Qui pourrait dissiper tes chagrins nébuleux ?
Est-ce d'avoir ce lys, bleu comme tes yeux bleus,
Qui d'Iran borde le puits sombre ?
Ou le fruit du tuba, de cet arbre si grand,
Qu'un cheval au galop met, toujours en courant,
Cent ans à sortir de son ombre ?
Veux-tu, pour me sourire, un bel oiseau des bois,
Qui chante avec un chant plus doux que le hautbois,
Plus éclatant que les cymbales ?
Que veux-tu ? fleur, beau fruit, ou l'oiseau merveilleux ?
- Ami, dit l'enfant grec, dit l'enfant aux yeux bleus,
Je veux de la poudre et des balles.
8-10 juillet 1828
Victor Hugo - Les Orientales
Annonce des axes
I. Les ravages de la guerre et de la destruction
II. Images de la paix, du bonheur et de l’innocence
III. Vers la clef symbolique du texte
Commentaire littéraire
I. Les ravages de la guerre et de la destruction
Destructions matérielles (champs lexicaux : ruine, deuil...)
Passage du paradis au néant : la première strophe décrit Chio comme une île idéale (anaphore de « Chio » suivie d'expressions montrant le bonheur et l'opulence qui régnaient sur Chio). La deuxième strophe marque la rupture et le résultat de la guerre : « Tout est désert »
Les conséquences affectives :
Solitude et détresse de l’enfant rescapé et abandonné.
Conditions pitoyable (vaincu « tête humiliée »)
Soumission, passivité
Champ lexical du chagrin : larmes, pleurent, chagrins
Pitié du narrateur : passage du récit au dialogue. Interjection, interrogation : sollicitude, consolation.
Attitude protectrice et réconfortante (anaphore « veux-tu »)
II. Images de la paix, du bonheur et de l’innocence
Contrepoint du malheur
Opposition passé/présent et présent/futur :
- Un passé lumineux
- Présent cf. image de l’aubépine échappée du désastre (Vision angélique de l’enfant)
- Futur consolateur
Paix bonheur innocence / enfant / nature heureuse et pacifique
Éléments poétiques de la nature mystérieuse et mythologique. Fleurs, fruits, oiseaux (cf. exotisme)

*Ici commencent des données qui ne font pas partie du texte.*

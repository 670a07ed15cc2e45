//! Security response headers.
//!
//! Attached to every response that passes through the stage, including
//! error responses produced further in.

use async_trait::async_trait;
use axum::{
    body::Body,
    http::{HeaderName, HeaderValue, Request},
    middleware::Next,
    response::Response,
};

use crate::pipeline::Middleware;

const SECURITY_HEADERS: &[(&str, &str)] = &[
    ("x-dns-prefetch-control", "off"),
    ("x-frame-options", "DENY"),
    ("x-xss-protection", "1; mode=block"),
    ("x-content-type-options", "nosniff"),
    ("strict-transport-security", "max-age=63072000; includeSubDomains; preload"),
    ("content-security-policy", "default-src 'self'"),
    ("referrer-policy", "no-referrer"),
    ("cross-origin-opener-policy", "same-origin"),
    ("cross-origin-resource-policy", "same-origin"),
    ("permissions-policy", "geolocation=(), microphone=(), camera=()"),
];

/// Adds the fixed set of hardening headers.
#[derive(Debug, Default, Clone, Copy)]
pub struct SecurityHeaders;

#[async_trait]
impl Middleware for SecurityHeaders {
    fn name(&self) -> &'static str {
        "security_headers"
    }

    async fn handle(&self, request: Request<Body>, next: Next) -> Response {
        let mut response = next.run(request).await;
        let headers = response.headers_mut();
        for &(name, value) in SECURITY_HEADERS {
            headers.insert(HeaderName::from_static(name), HeaderValue::from_static(value));
        }
        headers.remove("x-powered-by");
        response
    }
}
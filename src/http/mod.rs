//! HTTP protocol handling subsystem.
//!
//! # Data Flow
//! ```text
//! TCP/TLS connection
//!     → server.rs (transport layers, request ID, timeout, body limit)
//!     → pipeline stages (security, auth, response.rs augmenters)
//!     → routes.rs (handlers)
//!     → Send to client
//! ```

pub mod request;
pub mod response;
pub mod routes;
pub mod server;

pub use request::X_REQUEST_ID;
pub use routes::AppState;
pub use server::HttpServer;
//! Signed session tokens (JWT, HS256).
//!
//! Tokens are stateless: validity is decided by signature and `exp` alone,
//! with no clock leeway. A token is valid while `now <= exp`.

use chrono::{DateTime, Duration, Utc};
use jsonwebtoken::{errors::ErrorKind, Algorithm, DecodingKey, EncodingKey, Header, Validation};
use serde::{Deserialize, Serialize};
use thiserror::Error;

use super::identity::{AccountId, Identity, Role};
use crate::config::AuthConfig;

/// Claims embedded in every session token.
#[derive(Debug, Clone, PartialEq, Eq, Serialize, Deserialize)]
pub struct Claims {
    pub sub: AccountId,
    pub username: String,
    pub role: Role,
    pub iat: i64,
    pub exp: i64,
}

impl Claims {
    pub fn identity(&self) -> Identity {
        Identity {
            subject_id: self.sub,
            username: self.username.clone(),
            role: self.role,
        }
    }
}

#[derive(Debug, Error)]
pub enum TokenError {
    #[error("token has expired")]
    Expired,

    #[error("invalid token: {0}")]
    Invalid(String),

    #[error("failed to sign token: {0}")]
    Signing(String),
}

/// A freshly signed token.
#[derive(Debug, Clone)]
pub struct IssuedToken {
    pub token: String,
    pub expires_at: DateTime<Utc>,
}

/// Issues and verifies tokens with one shared secret.
pub struct TokenSigner {
    encoding: EncodingKey,
    decoding: DecodingKey,
    validation: Validation,
    ttl: Duration,
}

impl TokenSigner {
    pub fn new(secret: &[u8], ttl: Duration) -> Self {
        let mut validation = Validation::new(Algorithm::HS256);
        validation.leeway = 0;

        Self {
            encoding: EncodingKey::from_secret(secret),
            decoding: DecodingKey::from_secret(secret),
            validation,
            ttl,
        }
    }

    pub fn from_config(config: &AuthConfig) -> Self {
        Self::new(config.jwt_secret.as_bytes(), Duration::hours(config.token_ttl_hours))
    }

    pub fn ttl(&self) -> Duration {
        self.ttl
    }

    pub fn issue(&self, identity: &Identity, now: DateTime<Utc>) -> Result<IssuedToken, TokenError> {
        let expires_at = now + self.ttl;
        let claims = Claims {
            sub: identity.subject_id,
            username: identity.username.clone(),
            role: identity.role,
            iat: now.timestamp(),
            exp: expires_at.timestamp(),
        };

        let token = jsonwebtoken::encode(&Header::new(Algorithm::HS256), &claims, &self.encoding)
            .map_err(|e| TokenError::Signing(e.to_string()))?;

        Ok(IssuedToken { token, expires_at })
    }

    pub fn verify(&self, token: &str) -> Result<Claims, TokenError> {
        jsonwebtoken::decode::<Claims>(token, &self.decoding, &self.validation)
            .map(|data| data.claims)
            .map_err(|e| match e.kind() {
                ErrorKind::ExpiredSignature => TokenError::Expired,
                _ => TokenError::Invalid(e.to_string()),
            })
    }
}
//! Response augmentation stages.
//!
//! # Responsibilities
//! - Measure handling time and report it in `X-Response-Time`
//! - Record request count and latency metrics
//! - Compress response bodies the client accepts (gzip, deflate, br)
//!
//! # Design Decisions
//! - Timing covers every stage nested inside it, so its position in the
//!   pipeline decides what is measured
//! - Compression reuses tower-http's layer around the remaining chain

use std::time::Instant;

use async_trait::async_trait;
use axum::{
    body::Body,
    http::{HeaderName, HeaderValue, Request},
    middleware::Next,
    response::Response,
};
use tower::{Layer, ServiceExt};
use tower_http::compression::CompressionLayer;

use crate::observability::metrics;
use crate::pipeline::Middleware;

pub const X_RESPONSE_TIME: &str = "x-response-time";

/// Adds `X-Response-Time` and records request metrics.
#[derive(Debug, Default, Clone, Copy)]
pub struct ResponseTime;

#[async_trait]
impl Middleware for ResponseTime {
    fn name(&self) -> &'static str {
        "response_time"
    }

    async fn handle(&self, request: Request<Body>, next: Next) -> Response {
        let method = request.method().clone();
        let path = request.uri().path().to_string();
        let start = Instant::now();

        let mut response = next.run(request).await;

        let elapsed = start.elapsed();
        if let Ok(value) = HeaderValue::from_str(&format!("{:?}", elapsed)) {
            response
                .headers_mut()
                .insert(HeaderName::from_static(X_RESPONSE_TIME), value);
        }

        tracing::debug!(
            method = %method,
            path = %path,
            status = response.status().as_u16(),
            elapsed_ms = elapsed.as_secs_f64() * 1000.0,
            "Request completed"
        );
        metrics::record_request(method.as_str(), response.status().as_u16(), elapsed);

        response
    }
}

/// Compresses response bodies according to `Accept-Encoding`.
#[derive(Debug, Default, Clone, Copy)]
pub struct Compression;

#[async_trait]
impl Middleware for Compression {
    fn name(&self) -> &'static str {
        "compression"
    }

    async fn handle(&self, request: Request<Body>, next: Next) -> Response {
        let service = CompressionLayer::new().layer(next);
        match service.oneshot(request).await {
            Ok(response) => response.map(Body::new),
            Err(never) => match never {},
        }
    }
}

#[cfg(test)]
mod tests {
    use super::*;
    use crate::pipeline::PipelineBuilder;
    use axum::{
        http::{header, StatusCode},
        routing::get,
        Router,
    };

    fn app() -> Router {
        let router = Router::new()
            .route("/small", get(|| async { "ok" }))
            .route("/large", get(|| async { "teacher ".repeat(512) }));
        PipelineBuilder::new()
            .stage(ResponseTime)
            .stage(Compression)
            .build(router)
    }

    #[tokio::test]
    async fn test_response_time_header_present() {
        let res = app()
            .oneshot(Request::builder().uri("/small").body(Body::empty()).unwrap())
            .await
            .unwrap();
        assert_eq!(res.status(), StatusCode::OK);
        let value = res.headers()[X_RESPONSE_TIME].to_str().unwrap();
        assert!(value.ends_with('s'), "unexpected duration format: {}", value);
    }

    #[tokio::test]
    async fn test_large_body_gzip_compressed() {
        let res = app()
            .oneshot(
                Request::builder()
                    .uri("/large")
                    .header(header::ACCEPT_ENCODING, "gzip")
                    .body(Body::empty())
                    .unwrap(),
            )
            .await
            .unwrap();
        assert_eq!(res.status(), StatusCode::OK);
        assert_eq!(res.headers()[header::CONTENT_ENCODING], "gzip");

        let body = axum::body::to_bytes(res.into_body(), usize::MAX).await.unwrap();
        assert!(body.len() < 512 * "teacher ".len());
    }

    #[tokio::test]
    async fn test_no_accept_encoding_passes_plain() {
        let res = app()
            .oneshot(Request::builder().uri("/large").body(Body::empty()).unwrap())
            .await
            .unwrap();
        assert!(!res.headers().contains_key(header::CONTENT_ENCODING));
    }
}
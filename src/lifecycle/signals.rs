//! OS signal handling.
//!
//! SIGINT (Ctrl+C) and, on Unix, SIGTERM both trigger graceful shutdown.

use std::sync::Arc;

use tokio::task::JoinHandle;

use super::shutdown::Shutdown;

/// Resolve when the process is asked to terminate.
pub async fn wait_for_termination() {
    let ctrl_c = async {
        if let Err(e) = tokio::signal::ctrl_c().await {
            tracing::error!(error = %e, "Failed to install Ctrl+C handler");
            std::future::pending::<()>().await;
        }
    };

    #[cfg(unix)]
    let terminate = async {
        match tokio::signal::unix::signal(tokio::signal::unix::SignalKind::terminate()) {
            Ok(mut signal) => {
                signal.recv().await;
            }
            Err(e) => {
                tracing::error!(error = %e, "Failed to install SIGTERM handler");
                std::future::pending::<()>().await;
            }
        }
    };

    #[cfg(not(unix))]
    let terminate = std::future::pending::<()>();

    tokio::select! {
        _ = ctrl_c => tracing::info!("SIGINT received"),
        _ = terminate => tracing::info!("SIGTERM received"),
    }
}

/// Trigger `shutdown` on the first termination signal.
pub fn spawn_signal_handler(shutdown: Arc<Shutdown>) -> JoinHandle<()> {
    tokio::spawn(async move {
        wait_for_termination().await;
        tracing::info!("Shutdown signal received");
        shutdown.trigger();
    })
}
//! Exact-path bypass for a single stage.
//!
//! # Design Decisions
//! - Matching is byte-for-byte equality on the URI path, no prefixes or
//!   patterns: `/execs/login` does not exclude `/execs/login/` or
//!   `/execs/loginx`
//! - The query string is not part of the path

use std::collections::HashSet;

use async_trait::async_trait;
use axum::{body::Body, http::Request, middleware::Next, response::Response};

use crate::pipeline::builder::Middleware;

/// Runs `inner` unless the request path is in the exclusion set.
pub struct PathExclusion<M> {
    inner: M,
    paths: HashSet<String>,
}

impl<M: Middleware> PathExclusion<M> {
    pub fn new<I, P>(inner: M, paths: I) -> Self
    where
        I: IntoIterator<Item = P>,
        P: Into<String>,
    {
        Self {
            inner,
            paths: paths.into_iter().map(Into::into).collect(),
        }
    }

    /// True if `path` bypasses the wrapped stage.
    pub fn is_excluded(&self, path: &str) -> bool {
        self.paths.contains(path)
    }
}

#[async_trait]
impl<M: Middleware> Middleware for PathExclusion<M> {
    fn name(&self) -> &'static str {
        self.inner.name()
    }

    async fn handle(&self, request: Request<Body>, next: Next) -> Response {
        if self.is_excluded(request.uri().path()) {
            tracing::trace!(
                stage = self.inner.name(),
                path = %request.uri().path(),
                "Stage bypassed for excluded path"
            );
            return next.run(request).await;
        }
        self.inner.handle(request, next).await
    }
}
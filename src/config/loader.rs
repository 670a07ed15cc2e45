//! Configuration loading from disk.

use std::fs;
use std::path::Path;

use thiserror::Error;

use crate::config::schema::GatewayConfig;
use crate::config::validation::{validate_config, ValidationError};

/// Environment variable that overrides `auth.jwt_secret`.
pub const JWT_SECRET_ENV: &str = "CAMPUS_JWT_SECRET";

/// Error type for configuration loading.
#[derive(Debug, Error)]
pub enum ConfigError {
    #[error("IO error: {0}")]
    Io(#[from] std::io::Error),

    #[error("Parse error: {0}")]
    Parse(#[from] toml::de::Error),

    #[error("Validation failed: {}", join_errors(.0))]
    Validation(Vec<ValidationError>),
}

fn join_errors(errors: &[ValidationError]) -> String {
    errors
        .iter()
        .map(ToString::to_string)
        .collect::<Vec<_>>()
        .join(", ")
}

/// Load and validate configuration from a TOML file.
pub fn load_config(path: &Path) -> Result<GatewayConfig, ConfigError> {
    let content = fs::read_to_string(path)?;
    load_config_str(&content, std::env::var(JWT_SECRET_ENV).ok())
}

/// Parse, apply the secret override, then validate.
pub fn load_config_str(
    content: &str,
    secret_override: Option<String>,
) -> Result<GatewayConfig, ConfigError> {
    let mut config: GatewayConfig = toml::from_str(content)?;

    if let Some(secret) = secret_override.filter(|s| !s.is_empty()) {
        config.auth.jwt_secret = secret;
    }

    validate_config(&config).map_err(ConfigError::Validation)?;

    Ok(config)
}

III. Vers la clef symbolique du texte
Alternance des images de destructions du bonheur
- Destructions et deuil dominent dans les 2 premières strophes
- Équilibre avec joie des strophes 3 et 4
- Domination d’une évocation heureuse dans 5 et 6 (destruction exprimée 2 fois seulement)
=> Évolution vers une évocation consolatrice. Mais le fait que l’enfant ne réponde pas => remèdes insuffisants ? Inadaptés ?
Cela prépare la réponse de l’enfant : « Je veux de la poudre et des balles » : l'enfant veut la vengeance et le combat
Paradoxe : la consolation tend à atténuer le contexte tragique qui n’en revient qu’avec plus de force à la fin du texte.
Caractère farouche et déterminé de la réplique du dernier vers. Chute de l’enfant => Destruction non seulement matérielle mais aussi de l’âme des enfants. Oiseau des bois = oiseau bleu = espérance.
Conclusion
Dénonciation de la guerre => elle fait sortir de l’innocence et jette dans le monde violent des adultes. La cruauté de la vie remplace les jeux.
Inversion des rôles : l’adulte consolateur est « dépassé » par la détermination de l’enfant.
Cf. lutte en faveur de l’enfance malheureuse par Victor Hugo.